From the PM 1236 web page.... 

http://www.precisionmatthews.com/wp-content/uploads/2017/02/PM-1236-v4-1-2017-indd.pdf

I don't own this model, so I don't know how good it is, but it is a PDF and looks like it would be a decent manual.


----------



## 65Cobra427SC (Aug 21, 2018)

I did see that one and others similar to it but the manual I'm referring to is different... more tech and detail. I attached a couple pictures...


----------



## digadv (Aug 21, 2018)

Try this one ... http://cdn2.grizzly.com/manuals/g0750g_m.pdf.  A close cousin to the PM1236.


----------



## 65Cobra427SC (Aug 21, 2018)

That's probably as close as I'll get to the Engine Lathe Owner's Manual I have but I'll eventually get around to updating it. Thanks.


----------



## robotwizard (Sep 4, 2018)

Still waiting for PM to post an updated manual for the PM1127...


----------



## richard_rex (Oct 17, 2018)

65Cobra427SC said:


> Forgot about the "Engine Lathe Owner's Manual" that came with my PM-1236... not a fan of paper manuals... not being able to search is a huge drawback. Out of curiosity I went online and found an "almost" dead ringer to mine in a fully editable PDF format. I'm betting this was the basis for our manuals.
> 
> The file is the Owners Manual for an Axminster CQ6230A-2 910 Metal Turning Lathe, although the download filename is "953449_manual.pdf" All that needs done is to compare the paper manual to the PDF and update the PDF accordingly. It looks as though the number of changes would be very minimal. I thought some others might be interested enough to make the necessary corrections so it could be made available to everyone. Although another thought would be to contact PM to see if they already have it in PDF format.
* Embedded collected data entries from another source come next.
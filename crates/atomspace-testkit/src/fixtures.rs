//! Test fixtures and helpers.
//!
//! Common setup code for multi-view tests.

use std::sync::atomic::{AtomicUsize, Ordering};
use std::sync::Arc;

use atomspace::{AtomSpace, SpaceConfig};
use atomspace_core::{Atom, AtomType, Handle, TruthValue};
use atomspace_store::{AddCallback, AtomTable, MemoryAtomTable, Result, SubscriptionId};

/// A memory table that records how often it has been dropped.
///
/// Lets tests check that a shared table is released exactly once.
pub struct CountingTable {
    inner: MemoryAtomTable,
    drops: Arc<AtomicUsize>,
}

impl CountingTable {
    /// Create a table and the counter its drops will bump.
    pub fn with_counter() -> (Self, Arc<AtomicUsize>) {
        let drops = Arc::new(AtomicUsize::new(0));
        let table = Self {
            inner: MemoryAtomTable::new(),
            drops: Arc::clone(&drops),
        };
        (table, drops)
    }

    /// Number of live addition subscriptions.
    pub fn subscriber_count(&self) -> usize {
        self.inner.subscriber_count()
    }
}

impl Drop for CountingTable {
    fn drop(&mut self) {
        self.drops.fetch_add(1, Ordering::SeqCst);
    }
}

impl AtomTable for CountingTable {
    fn add_node(&self, atom_type: AtomType, name: &str, tv: TruthValue) -> Result<Handle> {
        self.inner.add_node(atom_type, name, tv)
    }

    fn add_link(&self, atom_type: AtomType, outgoing: &[Handle], tv: TruthValue) -> Result<Handle> {
        self.inner.add_link(atom_type, outgoing, tv)
    }

    fn get_handle(&self, atom_type: AtomType, name: &str) -> Result<Option<Handle>> {
        self.inner.get_handle(atom_type, name)
    }

    fn is_valid_handle(&self, handle: Handle) -> Result<bool> {
        self.inner.is_valid_handle(handle)
    }

    fn get_atom(&self, handle: Handle) -> Result<Option<Atom>> {
        self.inner.get_atom(handle)
    }

    fn set_tv(&self, handle: Handle, tv: TruthValue) -> Result<()> {
        self.inner.set_tv(handle, tv)
    }

    fn remove_atom(&self, handle: Handle) -> Result<bool> {
        self.inner.remove_atom(handle)
    }

    fn incoming(&self, handle: Handle) -> Result<Vec<Handle>> {
        self.inner.incoming(handle)
    }

    fn size(&self) -> Result<usize> {
        self.inner.size()
    }

    fn subscribe_additions(&self, callback: AddCallback) -> SubscriptionId {
        self.inner.subscribe_additions(callback)
    }

    fn unsubscribe(&self, id: SubscriptionId) -> bool {
        self.inner.unsubscribe(id)
    }
}

/// An owning view plus a number of views sharing its table.
pub struct SpaceFixture {
    pub owner: AtomSpace,
    pub views: Vec<AtomSpace>,
}

impl SpaceFixture {
    /// Owner with default config and `count` shared views.
    pub fn with_views(count: usize) -> Self {
        Self::with_config(count, SpaceConfig::default())
    }

    /// Owner with `config` and `count` shared views.
    pub fn with_config(count: usize, config: SpaceConfig) -> Self {
        let owner = AtomSpace::with_config(config);
        let views = (0..count).map(|_| owner.shared()).collect();
        Self { owner, views }
    }

    /// Add a ConceptNode through shared view `view`.
    ///
    /// # Panics
    ///
    /// Panics if `view` is out of range or the add fails.
    pub fn concept(&self, view: usize, name: &str) -> Handle {
        self.views[view]
            .add_node(AtomType::ConceptNode, name, TruthValue::DEFAULT)
            .expect("fixture add_node")
    }

    /// Every view, owner first.
    pub fn all_views(&self) -> impl Iterator<Item = &AtomSpace> {
        std::iter::once(&self.owner).chain(self.views.iter())
    }
}
//! Error types for the AtomSpace Core.

use thiserror::Error;

/// Errors raised while constructing core values.
#[derive(Debug, Clone, PartialEq, Error)]
pub enum CoreError {
    #[error("invalid truth value: strength {strength} must be in [0, 1], count {count} must be >= 0")]
    InvalidTruthValue { strength: f32, count: f32 },
}

/// Result type for core operations.
pub type Result<T> = std::result::Result<T, CoreError>;
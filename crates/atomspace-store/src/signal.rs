//! Addition signal: the subscriber registry fired on every atom addition.
//!
//! `emit` holds the registry's read lock for the whole fan-out and
//! `unsubscribe` takes the write lock, so a subscription that has been
//! removed can have no delivery in flight.

use std::collections::BTreeMap;
use std::sync::atomic::{AtomicU64, Ordering};
use std::sync::{PoisonError, RwLock};

use atomspace_core::Handle;

use crate::traits::{AddCallback, SubscriptionId};

/// Registry of addition callbacks.
///
/// Callbacks are invoked in subscription order.
pub struct AddSignal {
    slots: RwLock<BTreeMap<SubscriptionId, AddCallback>>,
    next_id: AtomicU64,
}

impl AddSignal {
    /// Create a signal with no subscribers.
    pub fn new() -> Self {
        Self {
            slots: RwLock::new(BTreeMap::new()),
            next_id: AtomicU64::new(1),
        }
    }

    /// Register a callback.
    pub fn subscribe(&self, callback: AddCallback) -> SubscriptionId {
        let id = SubscriptionId(self.next_id.fetch_add(1, Ordering::Relaxed));
        self.slots
            .write()
            .unwrap_or_else(PoisonError::into_inner)
            .insert(id, callback);
        tracing::trace!(subscription = id.0, "addition subscriber registered");
        id
    }

    /// Remove a callback. Idempotent; returns whether it was registered.
    ///
    /// Blocks until any `emit` in progress has finished.
    pub fn unsubscribe(&self, id: SubscriptionId) -> bool {
        let removed = self
            .slots
            .write()
            .unwrap_or_else(PoisonError::into_inner)
            .remove(&id)
            .is_some();
        if removed {
            tracing::trace!(subscription = id.0, "addition subscriber removed");
        }
        removed
    }

    /// Deliver `handle` to every subscriber.
    pub fn emit(&self, handle: Handle) {
        let slots = self.slots.read().unwrap_or_else(PoisonError::into_inner);
        for callback in slots.values() {
            callback(handle);
        }
    }

    /// Number of live subscriptions.
    pub fn subscriber_count(&self) -> usize {
        self.slots
            .read()
            .unwrap_or_else(PoisonError::into_inner)
            .len()
    }
}

impl Default for AddSignal {
    fn default() -> Self {
        Self::new()
    }
}
//! Tie-averaged ranking.
//!
//! Input is an ordered sequence of `(key, weight)` pairs, where the weight
//! is the number of positions the key occupies (typically a count of
//! observations). Ranks start at 1. Adjacent entries of equal weight form a
//! tie group; every key in the group receives the mean rank of the span the
//! group covers.
//!
//! ```
//! use atomspace_core::ranking;
//!
//! let ranks = ranking([("a", 1.0), ("b", 2.0)]);
//! assert_eq!(ranks["a"], 1.0);
//! assert_eq!(ranks["b"], 2.5);
//! ```

use std::collections::BTreeMap;

/// Rank an ordered `(key, weight)` sequence.
///
/// A group starting at rank `start` and spanning `span` positions (the sum
/// of its weights) gets rank `(2 * start + span - 1) / 2`. A key appearing
/// twice keeps the rank it was assigned last.
pub fn ranking<K, I>(entries: I) -> BTreeMap<K, f64>
where
    K: Ord,
    I: IntoIterator<Item = (K, f64)>,
{
    let mut ranks = BTreeMap::new();
    let mut start = 1.0;
    let mut group: Vec<K> = Vec::new();
    let mut group_weight = 0.0;
    let mut span = 0.0;

    for (key, weight) in entries {
        if !group.is_empty() && weight != group_weight {
            start = assign_group(&mut ranks, &mut group, start, span);
            span = 0.0;
        }
        group_weight = weight;
        span += weight;
        group.push(key);
    }
    if !group.is_empty() {
        assign_group(&mut ranks, &mut group, start, span);
    }

    ranks
}

/// Assign the mean rank to every key in `group`; returns the next start.
fn assign_group<K: Ord>(
    ranks: &mut BTreeMap<K, f64>,
    group: &mut Vec<K>,
    start: f64,
    span: f64,
) -> f64 {
    let rank = (2.0 * start + span - 1.0) / 2.0;
    for key in group.drain(..) {
        ranks.insert(key, rank);
    }
    start + span
}

#[cfg(test)]
mod tests {
    use super::*;
    use proptest::prelude::*;

    #[test]
    fn test_three_way_tie() {
        let ranks = ranking([("a", 1.0), ("b", 1.0), ("c", 1.0)]);
        assert_eq!(ranks.len(), 3);
        assert_eq!(ranks["a"], 2.0);
        assert_eq!(ranks["b"], 2.0);
        assert_eq!(ranks["c"], 2.0);
    }

    #[test]
    fn test_two_way_tie() {
        let ranks = ranking([("a", 1.0), ("b", 1.0)]);
        assert_eq!(ranks["a"], 1.5);
        assert_eq!(ranks["b"], 1.5);
    }

    #[test]
    fn test_unequal_weights() {
        let ranks = ranking([("a", 1.0), ("b", 2.0)]);
        assert_eq!(ranks["a"], 1.0);
        assert_eq!(ranks["b"], 2.5);
    }

    #[test]
    fn test_single_heavy_entry() {
        // One key covering positions 1..=3.
        let ranks = ranking([("x", 3.0)]);
        assert_eq!(ranks["x"], 2.0);
    }

    #[test]
    fn test_groups_split_on_weight_change() {
        let ranks = ranking([("a", 2.0), ("b", 2.0), ("c", 1.0), ("d", 3.0)]);
        // a,b span 1..=4, c is 5, d spans 6..=8
        assert_eq!(ranks["a"], 2.5);
        assert_eq!(ranks["b"], 2.5);
        assert_eq!(ranks["c"], 5.0);
        assert_eq!(ranks["d"], 7.0);
    }

    #[test]
    fn test_empty_input() {
        let ranks = ranking(Vec::<(u32, f64)>::new());
        assert!(ranks.is_empty());
    }

    proptest! {
        #[test]
        fn test_weighted_rank_sum(weights in prop::collection::vec(1u32..5, 1..40)) {
            let entries: Vec<(usize, f64)> = weights
                .iter()
                .enumerate()
                .map(|(i, w)| (i, f64::from(*w)))
                .collect();
            let total: f64 = entries.iter().map(|(_, w)| w).sum();

            let ranks = ranking(entries.clone());
            let weighted: f64 = entries.iter().map(|(k, w)| ranks[k] * w).sum();

            prop_assert!((weighted - total * (total + 1.0) / 2.0).abs() < 1e-6);
        }

        #[test]
        fn test_ranks_within_bounds(weights in prop::collection::vec(1u32..5, 1..40)) {
            let total: f64 = weights.iter().map(|w| f64::from(*w)).sum();
            let ranks = ranking(weights.iter().enumerate().map(|(i, w)| (i, f64::from(*w))));

            for rank in ranks.values() {
                prop_assert!(*rank >= 1.0 && *rank <= total);
            }
        }
    }
}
Have you taken a look at the 1236 manual on PM's website? This is new material that was originated at considerable expense by PM, not translated from any of the usual Chinese sources.


----------



## tredding (Sep 5, 2022)

65Cobra427SC said:


> Forgot about the "Engine Lathe Owner's Manual" that came with my PM-1236... not a fan of paper manuals... not being able to search is a huge drawback. Out of curiosity I went online and found an "almost" dead ringer to mine in a fully editable PDF format. I'm betting this was the basis for our manuals.
> 
> The file is the Owners Manual for an Axminster CQ6230A-2 910 Metal Turning Lathe, although the download filename is "953449_manual.pdf" All that needs done is to compare the paper manual to the PDF and update the PDF accordingly. It looks as though the number of changes would be very minimal. I thought some others might be interested enough to make the necessary corrections so it could be made available to everyone. Although another thought would be to contact PM to see if they already have it in PDF format.


Just downloaded and am reading the manual for the Axminster and notice it has a guard over the lead screw. Is that available for the PM-1236?


----------



## matthewsx (Sep 6, 2022)

Are you concerned with protecting the screw or yourself?

Neither of my lathes has anything like that, chips don't usually make it onto the leadscrew and it's far from the most dangerous part of the machine.

John


----------



## tredding (Sep 6, 2022)

matthewsx said:


> Are you concerned with protecting the screw or yourself?
> 
> Neither of my lathes has anything like that, chips don't usually make it onto the leadscrew and it's far from the most dangerous part of the machine.
> 
> John


Good Morning, John. I guess protecting the screw.  Though, thinking about it, being able to see the lead screw and knowing it is lubricated is likely more important than keeping chips off of it.


----------